INTRODUCTION Endovascular procedures have been extensively and frequently used for treating arterial system diseases.1 Currently, the brachial artery access is more frequently used for endovascular interventions than before,2,3 while the femoral artery access has been the preferred route for endovascular intervention historically.4 Brachial access is considered to be a convenient and safer puncture site for aortic dissection of patients,2,3 especially when the femoral access is precluded or other arterial interventions are required during the procedure. Manual compression (MC) is a common method for achieving hemostasis of the punctured artery after clinical diagnostic studies and interventional procedures. Access site complications including bleeding, vessel occlusion, and pseudoaneurysm formation along with MC were reported to be 6%.5 However, the disadvantages of MC were also obvious, which included prolonged arm mobilization, painful at times, with strong pressure locally, as well as decreased patient compliance and satisfaction. Strategies to resolve these problems have been adopted by applying vascular closure devices (VCDs)6e9 or by choosing another arterial approach.10,11 VCDs have been used as an alternative approach to conventional MC. There are a variety of closure devices available for femoral access.6,12 Several studies showed that VCDs have better advantages than MC based on the data generated from the transfemoral artery interventions, and the effect remains uncertain when other puncture sites are considered. Although the application of several VCDs on the brachial artery has been reported to be safe and effective, hemostasis of the brachial artery access still lacked suitable and dedicated vascular occlusion devices.13e16 Recently, EXOSEAL vascular closure device (EVCD) has been more frequently used for vascular occlusion, and its safety and effectiveness have also been confirmed.8,17e19 The off-label application of EVCD to brachial artery sites also has been explored. Pieper et al.18 have reported the deployment of EVCD at the brachial puncture site and showed technically feasible results. However, studies that compared

the use of EVCD to MC at brachial puncture sites are still lacking. There are 3 types of VCDs that can be used in our center: Perclose ProGlide, AngioSeal, and EVCD. However, Perclose ProGlide is a relatively complex VCD that is commonly used for the closure of femoral artery puncture sites in our center. Angio-Seal is used to deploy an intraluminal anchor in the artery. Limited by the diameter of the brachial artery, this intravascular anchor may increase the risk of postoperative stenosis, thrombosis, or embolism. However, EVCD is an extravascular occlusion device and is a more convenient approach. Hence, we have completed the learning curve and applied EVCD in more than 300 patients for the closure of femoral artery puncture sites. Therefore, this cohort study aimed to assess the efficacy and safety of EVCD in achieving hemostasis at the brachial artery puncture site by comparing it with MC.

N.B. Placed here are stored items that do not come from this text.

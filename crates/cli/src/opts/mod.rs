mod global;
mod shell;

pub use global::GlobalOpts;
pub use shell::{ColorChoice, ShellOptions};
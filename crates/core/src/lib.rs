//! # oru-core
//!
//! Turns contract ABIs into categorized cards with ready-to-paste integration snippets for
//! wagmi, ethers.js and viem, and highlights those snippets for display.
//!
//! Everything in this crate is pure: [`generate`] and [`highlight`] have no side effects and
//! return the same output for the same input.

#![cfg_attr(not(test), warn(unused_crate_dependencies))]

#[macro_use]
extern crate tracing;

pub mod abi;
pub mod catalog;
pub mod constants;
pub mod generate;
pub mod highlight;
pub mod library;
pub mod record;

pub use abi::{AbiError, AbiItem, AbiParam, ItemKind, parse_abi};
pub use catalog::{Card, Catalog, Category};
pub use generate::{Classification, UNSUPPORTED_TARGET, generate, generate_named};
pub use highlight::{Fragment, FragmentClass, HighlightedLine, highlight};
pub use library::TargetLibrary;
pub use record::{ContractRecord, NewContract};
//! Subcommands for `oru`.

pub mod highlight;
pub mod list;
pub mod remove;
pub mod scan;
pub mod snippet;
pub mod view;

use eyre::{OptionExt, Result};
use oru_common::ContractStore;
use oru_config::Config;
use oru_core::ContractRecord;

/// Opens the contract store configured for the project.
pub fn open_store(config: &Config) -> ContractStore {
    ContractStore::new(config.store_path())
}

/// Loads a stored contract, failing if there is none with `id`.
pub fn load_record(config: &Config, id: &str) -> Result<ContractRecord> {
    open_store(config).load(id)?.ok_or_eyre(format!("no contract with id `{id}`"))
}
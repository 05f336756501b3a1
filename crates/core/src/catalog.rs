//! Groups ABI items into read/write/event categories and describes them for display.

use crate::{
    AbiItem,
    abi::mutability_str,
    generate::Classification,
};
use serde::{Deserialize, Serialize};
use std::fmt;

/// A dashboard category.
#[derive(
    Clone, Copy, Debug, Default, PartialEq, Eq, Hash, Serialize, Deserialize, strum::EnumString,
)]
#[serde(rename_all = "lowercase")]
#[strum(serialize_all = "lowercase", ascii_case_insensitive)]
pub enum Category {
    #[default]
    Read,
    Write,
    Events,
}

impl Category {
    /// All categories, in display order.
    pub const ALL: [Self; 3] = [Self::Read, Self::Write, Self::Events];

    pub const fn label(self) -> &'static str {
        match self {
            Self::Read => "Read",
            Self::Write => "Write",
            Self::Events => "Events",
        }
    }

    pub const fn title(self) -> &'static str {
        match self {
            Self::Read => "Read Functions",
            Self::Write => "Write Functions",
            Self::Events => "Events",
        }
    }

    pub const fn description(self) -> &'static str {
        match self {
            Self::Read => "Query state without gas costs",
            Self::Write => "Transactions requiring gas and signatures",
            Self::Events => "Real-time event listeners",
        }
    }

    /// Returns the category an item belongs to, if any.
    pub fn of(item: &AbiItem) -> Option<Self> {
        match Classification::of(item) {
            Classification::ReadFunction => Some(Self::Read),
            Classification::WriteFunction => Some(Self::Write),
            Classification::Event => Some(Self::Events),
            Classification::Unsupported => None,
        }
    }
}

impl fmt::Display for Category {
    fn fmt(&self, f: &mut fmt::Formatter<'_>) -> fmt::Result {
        f.write_str(self.label())
    }
}

/// The items of an ABI split by category, optionally narrowed by a name search.
#[derive(Clone, Debug, Default)]
pub struct Catalog<'a> {
    read: Vec<&'a AbiItem>,
    write: Vec<&'a AbiItem>,
    events: Vec<&'a AbiItem>,
}

impl<'a> Catalog<'a> {
    /// Categorizes `abi`, keeping only items whose name contains `search` (ignoring case).
    ///
    /// An empty search keeps everything; unnamed items never match a non-empty search.
    pub fn new(abi: &'a [AbiItem], search: &str) -> Self {
        let needle = search.to_lowercase();
        let mut catalog = Self::default();
        for item in abi.iter().filter(|item| matches_search(item, &needle)) {
            match Category::of(item) {
                Some(Category::Read) => catalog.read.push(item),
                Some(Category::Write) => catalog.write.push(item),
                Some(Category::Events) => catalog.events.push(item),
                None => {}
            }
        }
        catalog
    }

    /// Returns the items of a category, in ABI order.
    pub fn get(&self, category: Category) -> &[&'a AbiItem] {
        match category {
            Category::Read => &self.read,
            Category::Write => &self.write,
            Category::Events => &self.events,
        }
    }

    pub fn count(&self, category: Category) -> usize {
        self.get(category).len()
    }

    /// Returns true if no item matched.
    pub fn is_empty(&self) -> bool {
        Category::ALL.iter().all(|&category| self.get(category).is_empty())
    }
}

fn matches_search(item: &AbiItem, needle: &str) -> bool {
    needle.is_empty()
        || item.name.as_deref().is_some_and(|name| name.to_lowercase().contains(needle))
}

/// A parameter row of a [`Card`].
#[derive(Clone, Debug, PartialEq, Eq)]
pub struct ParamRow {
    pub name: String,
    pub ty: String,
}

/// Display metadata for a single ABI item.
#[derive(Clone, Debug, PartialEq, Eq)]
pub struct Card {
    pub title: String,
    /// `Read` or `Write`.
    pub badge: &'static str,
    /// The declared mutability, or `Standard`.
    pub mutability: &'static str,
    pub params: Vec<ParamRow>,
    pub advisory: &'static str,
    pub provider: &'static str,
    pub execution: &'static str,
}

impl Card {
    pub fn new(item: &AbiItem) -> Self {
        let read = item.is_read();
        let advisory = if item.is_event() {
            "Event listeners are essential for UI reactivity. Use 'watchContractEvent' for seamless real-time state synchronization."
        } else if read {
            "Safe, gas-less query. Ideal for component initialization and data validation without user transaction costs."
        } else {
            "Transactional mutation. Requires user signature and gas execution. Always implement robust error handling for user rejections."
        };
        let params = item
            .inputs
            .iter()
            .enumerate()
            .map(|(idx, input)| ParamRow {
                name: if input.name.is_empty() { format!("arg{idx}") } else { input.name.clone() },
                ty: input.canonical_type(),
            })
            .collect();
        Self {
            title: item.display_name().to_string(),
            badge: if read { "Read" } else { "Write" },
            mutability: item.mutability.map(mutability_str).unwrap_or("Standard"),
            params,
            advisory,
            provider: if read { "Global JSON-RPC" } else { "Wallet Injection" },
            execution: if read { "Query" } else { "Consensus Transaction" },
        }
    }
}

#[cfg(test)]
mod tests {
    use super::*;
    use crate::{AbiParam, ItemKind, constants::demo_abi};
    use alloy_json_abi::StateMutability;

    fn names<'a>(items: &[&'a AbiItem]) -> Vec<&'a str> {
        items.iter().map(|item| item.display_name()).collect()
    }

    #[test]
    fn categorizes_demo_abi() {
        let abi = demo_abi();
        let catalog = Catalog::new(&abi, "");
        assert_eq!(names(catalog.get(Category::Read)), ["balanceOf"]);
        assert_eq!(names(catalog.get(Category::Write)), ["transfer"]);
        assert_eq!(names(catalog.get(Category::Events)), ["Transfer"]);
    }

    #[test]
    fn skips_unsupported_kinds() {
        let abi = vec![
            AbiItem::new(ItemKind::Constructor),
            AbiItem::new(ItemKind::Error).with_name("Unauthorized"),
            AbiItem::new(ItemKind::Unknown).with_name("onlyOwner"),
            AbiItem::new(ItemKind::Function).with_name("legacy"),
        ];
        let catalog = Catalog::new(&abi, "");
        assert_eq!(catalog.count(Category::Read), 0);
        assert_eq!(names(catalog.get(Category::Write)), ["legacy"]);
        assert_eq!(catalog.count(Category::Events), 0);
    }

    #[test]
    fn search_ignores_case() {
        let abi = demo_abi();
        let catalog = Catalog::new(&abi, "TRANS");
        assert_eq!(catalog.count(Category::Read), 0);
        assert_eq!(names(catalog.get(Category::Write)), ["transfer"]);
        assert_eq!(names(catalog.get(Category::Events)), ["Transfer"]);

        assert!(Catalog::new(&abi, "approve").is_empty());
    }

    #[test]
    fn unnamed_items_never_match_a_search() {
        let abi = vec![AbiItem::new(ItemKind::Function)];
        assert_eq!(Catalog::new(&abi, "").count(Category::Write), 1);
        assert!(Catalog::new(&abi, "anon").is_empty());
    }

    #[test]
    fn parses_categories() {
        assert_eq!("events".parse::<Category>().unwrap(), Category::Events);
        assert_eq!("Read".parse::<Category>().unwrap(), Category::Read);
        assert!("event".parse::<Category>().is_err());
    }

    #[test]
    fn read_card() {
        let card = Card::new(&demo_abi()[0]);
        assert_eq!(card.title, "balanceOf");
        assert_eq!(card.badge, "Read");
        assert_eq!(card.mutability, "view");
        assert_eq!(card.params, vec![ParamRow { name: "account".into(), ty: "address".into() }]);
        assert_eq!(card.provider, "Global JSON-RPC");
        assert_eq!(card.execution, "Query");
        assert!(card.advisory.starts_with("Safe, gas-less query."));
    }

    #[test]
    fn write_card_names_unnamed_params() {
        let item = AbiItem::function("deposit", StateMutability::Payable)
            .input(AbiParam::new("", "uint256"))
            .input(AbiParam::new("to", "address"));
        let card = Card::new(&item);
        assert_eq!(card.badge, "Write");
        assert_eq!(card.mutability, "payable");
        assert_eq!(card.params[0].name, "arg0");
        assert_eq!(card.params[1].name, "to");
        assert_eq!(card.provider, "Wallet Injection");
        assert_eq!(card.execution, "Consensus Transaction");
        assert!(card.advisory.starts_with("Transactional mutation."));
    }

    #[test]
    fn event_card() {
        let card = Card::new(&demo_abi()[2]);
        assert_eq!(card.badge, "Write");
        assert_eq!(card.mutability, "Standard");
        assert_eq!(card.params.len(), 3);
        assert!(card.advisory.starts_with("Event listeners"));
    }
}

MATERIAL AND METHODS Study Design This was a retrospective cohort study conducted to evaluate the efficacy and safety of EVCD compared with MC for achieving brachial artery puncture site hemostasis. Between March 2016 and October 2017, patients diagnosed as Stanford type B aortic dissection (TBAD) with computed tomography angiography were included. Patients with TBAD who underwent percutaneous access via the brachial artery were included. Brachial artery access was used in the endovascular aortic procedure and provided a different approach to apply fenestration or chimney technique. Patients with the following conditions were excluded: (1) Marfan syndrome; (2) missing data on short-term follow-up; and (3) severe complications associated with aortic dissection. Based on the method used to achieve brachial artery hemostasis, patients were separated into 2 groups: EVCD group and MC group. Owing to shorter hospital stay, we observed and recorded all adverse events within 7 days of hospitalization. The flow chart was showed in Figure 1.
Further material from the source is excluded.